Throughout his career, Sinatra surrounded himself with the best musicians he could hire, and he always gave them due credit. He understood better than any other singer the importance of the arranger – the musical craftsman who takes the basic piano version of a standard song and turns it into a number for vocalist and orchestra. Later tonight we’ll hear I’ve Got You Under My Skin. Cole Porter wrote the words and the tune. But it was Sinatra’s arranger Nelson Riddle who gave it that easy swing, who sketched in the silken strings and mooching sax, and built it to that sizzling, high-kicking climax.

The mature Sinatra chose his songs carefully, and prepared each session with his arrangers in meticulous detail. Together, they virtually created the “concept album” – the different tracks coming together to tell a story or paint a mood. Sinatra knew just what he wanted: “If I say ‘make it like Puccini’, Nelson will make exactly the same little note, and that eighth bar will be Puccini all right, and the roof will lift off!”.

Then came the session – a performance in its own right. “An electrical something or other seems to shoot into the room when he walks in” wrote the record producer Sonny Burke in 1965. “The musicians, the fans who might be there, and anyone around senses it. However, the tenseness is dispelled with a joke, a warm greeting or a humorous comment, and everyone has the feeling that something’s about to happen”.

So here’s what happened. And if you wanted to choose one song that sums up the philosophy of an artist who lived life to the full, it’d surely be Irving Berlin’s Let’s Face the Music and Dance in this fabulously suave arrangement by Billy May from their 1961 album Come Swing With Me. Like Buddy Da Sylva’s old 1920s Al Jolson hit It All Depends Upon You, it’s a perfect example of how Sinatra and May could make a period-piece timeless – and hotter than it has any right to be.

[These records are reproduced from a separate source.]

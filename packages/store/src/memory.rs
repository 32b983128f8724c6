use std::sync::{Arc, Mutex};

use crate::token::{non_empty, TokenStore};

/// In-memory TokenStore for testing and non-browser targets.
#[derive(Clone, Debug, Default)]
pub struct MemoryTokenStore {
    token: Arc<Mutex<Option<String>>>,
}

impl MemoryTokenStore {
    pub fn new() -> Self {
        Self::default()
    }

    /// Create a store that already holds `token`.
    pub fn with_token(token: &str) -> Self {
        let store = Self::new();
        store.set(token);
        store
    }
}

impl TokenStore for MemoryTokenStore {
    fn get(&self) -> Option<String> {
        let guard = self.token.lock().ok()?;
        non_empty(guard.clone())
    }

    fn set(&self, token: &str) {
        if token.trim().is_empty() {
            self.clear();
            return;
        }
        if let Ok(mut guard) = self.token.lock() {
            *guard = Some(token.to_string());
        }
    }

    fn clear(&self) {
        if let Ok(mut guard) = self.token.lock() {
            *guard = None;
        }
    }
}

Nice ‘n’ Easy gave its name to a whole 1960 album devoted to nearly-forgotten songs from Sinatra’s early career. No-one would guess that it was a last-minute substitution. But newly written by Lew Spence, it fitted the bill perfectly in Nelson Riddle’s stylish setting – after one or two tries. “What’s the problem – notes? Clams?” demanded Sinatra after the first take went south. “Whaddya expect, I don’t know the song!”

The perfectionist Sinatra was far better prepared for the 1962 London sessions that resulted in Great Songs from Great Britain. Sinatra claimed that London was “his favourite city in the world”. Of course, he said that to all the towns…but this gorgeous version of A Nightingale Sang in Berkeley Square, with a lush arrangement by the Canadian-British composer Robert Farnon, sounds completely sincere.

But with Songs for Swingin’ Lovers (1956) Sinatra and Riddle created one of the finest pop records of all time; smart, fresh, smiling, and – of course – irresistibly swinging. You Make Me Feel So Young is the very first track, and it says it all: a singer, a career and a style all reborn. Sinatra owns it in a way that he couldn’t quite own a classic like Cole Porter’s Just One of Those Things; in fact, when he co-starred in the 1954 movie Young at Heart it was Doris Day who got to sing it.

Come Fly With Me, on the other hand, was written specially for Sinatra by his regular songwriters Jimmy Van Heusen and Sammy Cahn as the title track for the 1957 album. On the cover, a dapper, smiling Frank beckons you on board a gleaming white airliner. The skies are blue, and as the jet engines of Billy May’s orchestra whirr up to cruising speed, who wouldn’t want to come along for this ride?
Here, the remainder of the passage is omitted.